(Collected data entries)
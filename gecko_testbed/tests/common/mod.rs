//! Shared rig for integration tests.
//!
//! Builds a motion context over simulated pins with fast timings. Force is
//! either set directly or scripted from the rising edges of a step output.

#![allow(dead_code)]

use chrono::{DateTime, Local};
use gecko_common::config::MotionConfig;
use gecko_common::prelude::*;
use gecko_testbed::actuator::Actuator;
use gecko_testbed::drivers::simulation::{PinTap, SimulatedPin};
use gecko_testbed::persistence::{LogStore, RunLogWriter};
use gecko_testbed::transport::AxisPins;
use gecko_testbed::{EventBus, MotionContext, Sequencer, Telemetry, TelemetrySink, TestbedState};
use parking_lot::Mutex;
use std::sync::Arc;
use std::sync::atomic::{AtomicBool, AtomicU64, Ordering};
use std::time::{Duration, Instant};

/// Timings short enough for tests.
pub fn fast_motion() -> MotionConfig {
    MotionConfig {
        settle_ms: 0,
        hold_pulse_ms: 1,
        reset_pulse_ms: 1,
        orchestrator_poll_ms: 5,
        trigger_poll_ms: 1,
        jog_pulse_ms: 1,
        motor_check_secs: 0.05,
        motor_check_half_period_ms: 1,
        ..MotionConfig::default()
    }
}

// ─── Telemetry capture ──────────────────────────────────────────────

/// Sink recording each message with the counters at that moment.
pub struct Recorder {
    state: Arc<TestbedState>,
    entries: Mutex<Vec<(Telemetry, [i64; AXIS_COUNT])>>,
}

impl Recorder {
    pub fn new(state: Arc<TestbedState>) -> Self {
        Self {
            state,
            entries: Mutex::new(Vec::new()),
        }
    }

    /// Log messages so far.
    pub fn logs(&self) -> Vec<String> {
        self.entries
            .lock()
            .iter()
            .filter_map(|(t, _)| match t {
                Telemetry::Log(text) => Some(text.clone()),
                _ => None,
            })
            .collect()
    }

    /// Counters when the first log message equal to `text` was emitted.
    pub fn positions_at(&self, text: &str) -> Option<[i64; AXIS_COUNT]> {
        self.entries.lock().iter().find_map(|(t, p)| match t {
            Telemetry::Log(line) if line == text => Some(*p),
            _ => None,
        })
    }

    pub fn count_containing(&self, needle: &str) -> usize {
        self.logs().iter().filter(|l| l.contains(needle)).count()
    }
}

impl TelemetrySink for Recorder {
    fn emit(&self, message: &Telemetry) {
        let positions = self.state.positions();
        self.entries.lock().push((message.clone(), positions));
    }
}

// ─── Run-log storage ────────────────────────────────────────────────

/// Log store keeping finished logs in memory.
#[derive(Default)]
pub struct MemoryLogStore {
    logs: Arc<Mutex<Vec<Vec<String>>>>,
    fail_create: AtomicBool,
}

impl MemoryLogStore {
    pub fn logs(&self) -> Vec<Vec<String>> {
        self.logs.lock().clone()
    }

    pub fn fail_create(&self, fail: bool) {
        self.fail_create.store(fail, Ordering::SeqCst);
    }
}

impl LogStore for MemoryLogStore {
    fn create(&self, started: DateTime<Local>) -> Result<Box<dyn RunLogWriter>, TestbedError> {
        if self.fail_create.load(Ordering::SeqCst) {
            return Err(TestbedError::Persistence("disk full".into()));
        }
        Ok(Box::new(MemoryWriter {
            name: format!("memory://{}", started.timestamp_millis()),
            lines: Vec::new(),
            logs: Arc::clone(&self.logs),
        }))
    }
}

struct MemoryWriter {
    name: String,
    lines: Vec<String>,
    logs: Arc<Mutex<Vec<Vec<String>>>>,
}

impl RunLogWriter for MemoryWriter {
    fn append_line(&mut self, line: &str) -> Result<(), TestbedError> {
        self.lines.push(line.to_string());
        Ok(())
    }

    fn close(self: Box<Self>) -> Result<String, TestbedError> {
        self.logs.lock().push(self.lines);
        Ok(self.name)
    }
}

// ─── Rig ────────────────────────────────────────────────────────────

/// Motion context over simulated pins.
pub struct Rig {
    pub ctx: MotionContext,
    pub steps: [PinTap; AXIS_COUNT],
    pub dirs: [PinTap; AXIS_COUNT],
    pub recorder: Arc<Recorder>,
    pub store: Arc<MemoryLogStore>,
}

impl Rig {
    pub fn new() -> Self {
        Self::with_motion(fast_motion())
    }

    pub fn with_motion(motion: MotionConfig) -> Self {
        let state = Arc::new(TestbedState::new(CalibrationProfile::default()));
        let recorder = Arc::new(Recorder::new(Arc::clone(&state)));
        let events = Arc::new(EventBus::new(recorder.clone(), Arc::clone(&state)));

        let steps: [PinTap; AXIS_COUNT] = Default::default();
        let dirs: [PinTap; AXIS_COUNT] = Default::default();
        let pins = Axis::ALL.map(|axis| {
            let i = axis.index();
            AxisPins::new(
                Box::new(SimulatedPin::new(format!("{axis}.step"), steps[i].clone())),
                Box::new(SimulatedPin::new(format!("{axis}.dir"), dirs[i].clone())),
            )
        });

        let actuator = Arc::new(Actuator::new(
            pins,
            Arc::clone(&state),
            Arc::clone(&events),
            motion.settle(),
        ));
        let ctx = MotionContext {
            state,
            actuator,
            events,
            motion: Arc::new(motion),
            max_force_limit: DEFAULT_MAX_FORCE_LIMIT,
        };

        Self {
            ctx,
            steps,
            dirs,
            recorder,
            store: Arc::new(MemoryLogStore::default()),
        }
    }

    pub fn state(&self) -> &Arc<TestbedState> {
        &self.ctx.state
    }

    pub fn sequencer(&self) -> Sequencer {
        Sequencer::new(self.ctx.clone(), self.store.clone())
    }

    /// Publish the force produced by the `n`th rising edge (1-based) of
    /// `axis`'s step output.
    pub fn force_on_pulse<F>(&self, axis: Axis, script: F)
    where
        F: Fn(u64) -> ForceReading + Send + Sync + 'static,
    {
        let state = Arc::clone(&self.ctx.state);
        let count = AtomicU64::new(0);
        self.steps[axis.index()].on_rise(Arc::new(move || {
            let n = count.fetch_add(1, Ordering::SeqCst) + 1;
            state.publish_force(script(n));
        }));
    }

    pub fn rises(&self, axis: Axis) -> u64 {
        self.steps[axis.index()].rises()
    }
}

/// Step moving until `steps >= n`.
pub fn step_until(axis: Axis, direction: Direction, n: f64) -> Step {
    let mut step = Step::new(axis, direction, Duration::from_millis(1));
    step.triggers
        .push(Trigger::new(TriggerKind::Steps, Comparator::Ge, n));
    step
}

/// Poll `cond` until it holds or `timeout` passes.
pub fn wait_for(timeout: Duration, cond: impl Fn() -> bool) -> bool {
    let deadline = Instant::now() + timeout;
    while Instant::now() < deadline {
        if cond() {
            return true;
        }
        std::thread::sleep(Duration::from_millis(1));
    }
    cond()
}
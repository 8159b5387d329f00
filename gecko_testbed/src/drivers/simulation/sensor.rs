//! Simulated force sensor.
//!
//! Frames are synthesised from a linear spring contact model evaluated at
//! the current axis position counters, so closed-loop behaviour (break on
//! force, hold force) works without hardware.

use crate::sensor::frame::{RawSample, encode_frame};
use crate::state::TestbedState;
use crate::transport::SensorTransport;
use gecko_common::prelude::*;
use parking_lot::Mutex;
use std::collections::VecDeque;
use std::sync::Arc;
use std::sync::atomic::{AtomicBool, Ordering};
use std::time::Duration;
use tracing::debug;

/// Spring contact between the specimen and the substrate.
///
/// Z counts up when pressing in. Below `contact_steps` there is no force;
/// past it Fz grows linearly with depth and Fx/Fy with the shear offsets.
#[derive(Debug, Clone, Copy, PartialEq)]
pub struct ContactModel {
    /// Z position at first contact [steps].
    pub contact_steps: i64,
    /// Normal stiffness [N/step].
    pub normal_stiffness: f64,
    /// Shear stiffness while in contact [N/step].
    pub shear_stiffness: f64,
}

impl Default for ContactModel {
    fn default() -> Self {
        Self {
            contact_steps: 50,
            normal_stiffness: 0.05,
            shear_stiffness: 0.02,
        }
    }
}

impl ContactModel {
    /// Force at the given X/Y/Z positions.
    pub fn force_at(&self, positions: [i64; AXIS_COUNT]) -> ForceReading {
        let depth = positions[Axis::Z.index()] - self.contact_steps;
        if depth <= 0 {
            return ForceReading::default();
        }
        ForceReading::new(
            self.shear_stiffness * positions[Axis::X.index()] as f64,
            self.shear_stiffness * positions[Axis::Y.index()] as f64,
            self.normal_stiffness * depth as f64,
        )
    }
}

#[derive(Default)]
struct SensorShared {
    forced: Mutex<Option<ForceReading>>,
    failing: AtomicBool,
    commands: Mutex<Vec<Vec<u8>>>,
}

/// Observer and fault injector for a [`SimulatedSensor`].
#[derive(Clone, Default)]
pub struct SensorTap {
    inner: Arc<SensorShared>,
}

impl SensorTap {
    /// Report `reading` instead of the contact model until cleared.
    pub fn force(&self, reading: Option<ForceReading>) {
        *self.inner.forced.lock() = reading;
    }

    /// Make subsequent reads and writes fail.
    pub fn set_failing(&self, failing: bool) {
        self.inner.failing.store(failing, Ordering::SeqCst);
    }

    /// Commands written to the sensor so far.
    pub fn commands(&self) -> Vec<Vec<u8>> {
        self.inner.commands.lock().clone()
    }
}

/// Sensor transport backed by a [`ContactModel`].
pub struct SimulatedSensor {
    state: Arc<TestbedState>,
    model: ContactModel,
    calibration: CalibrationProfile,
    frame_period: Duration,
    tap: SensorTap,
    pending: VecDeque<u8>,
}

impl SimulatedSensor {
    /// Sensor emitting one frame every `frame_period`.
    ///
    /// `calibration` converts model forces to channel voltages; it is the
    /// simulated sensor's own characteristic and does not follow later
    /// recalibration.
    pub fn new(
        state: Arc<TestbedState>,
        model: ContactModel,
        calibration: CalibrationProfile,
        frame_period: Duration,
        tap: SensorTap,
    ) -> Self {
        Self {
            state,
            model,
            calibration,
            frame_period,
            tap,
            pending: VecDeque::with_capacity(FRAME_LEN),
        }
    }

    fn check_failing(&self) -> Result<(), TestbedError> {
        if self.tap.inner.failing.load(Ordering::SeqCst) {
            return Err(TestbedError::SensorTransport(
                "simulated link failure".to_string(),
            ));
        }
        Ok(())
    }

    fn next_frame(&mut self) {
        std::thread::sleep(self.frame_period);
        let forced = *self.tap.inner.forced.lock();
        let force = forced.unwrap_or_else(|| self.model.force_at(self.state.positions()));
        let volts = self.calibration.volts_for(force.fx, force.fy, force.fz);
        self.pending
            .extend(encode_frame(RawSample::from_volts(volts)));
    }
}

impl SensorTransport for SimulatedSensor {
    fn name(&self) -> &str {
        "simulation"
    }

    fn read(&mut self, buf: &mut [u8]) -> Result<usize, TestbedError> {
        self.check_failing()?;
        if self.pending.is_empty() {
            self.next_frame();
        }
        let n = buf.len().min(self.pending.len());
        for (slot, byte) in buf.iter_mut().zip(self.pending.drain(..n)) {
            *slot = byte;
        }
        Ok(n)
    }

    fn write_all(&mut self, bytes: &[u8]) -> Result<(), TestbedError> {
        self.check_failing()?;
        debug!("Simulated sensor command {:02X?}", bytes);
        self.tap.inner.commands.lock().push(bytes.to_vec());
        Ok(())
    }
}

*TRY IT*. Every line above that includes the string "depth" needs to be copied.

*OUTPUT FOR THIS TASK*.
/// past it Fz grows linearly with depth and Fx/Fy with the shear offsets.
        let depth = positions[Axis::Z.index()] - self.contact_steps;
        if depth <= 0 {
            self.normal_stiffness * depth as f64,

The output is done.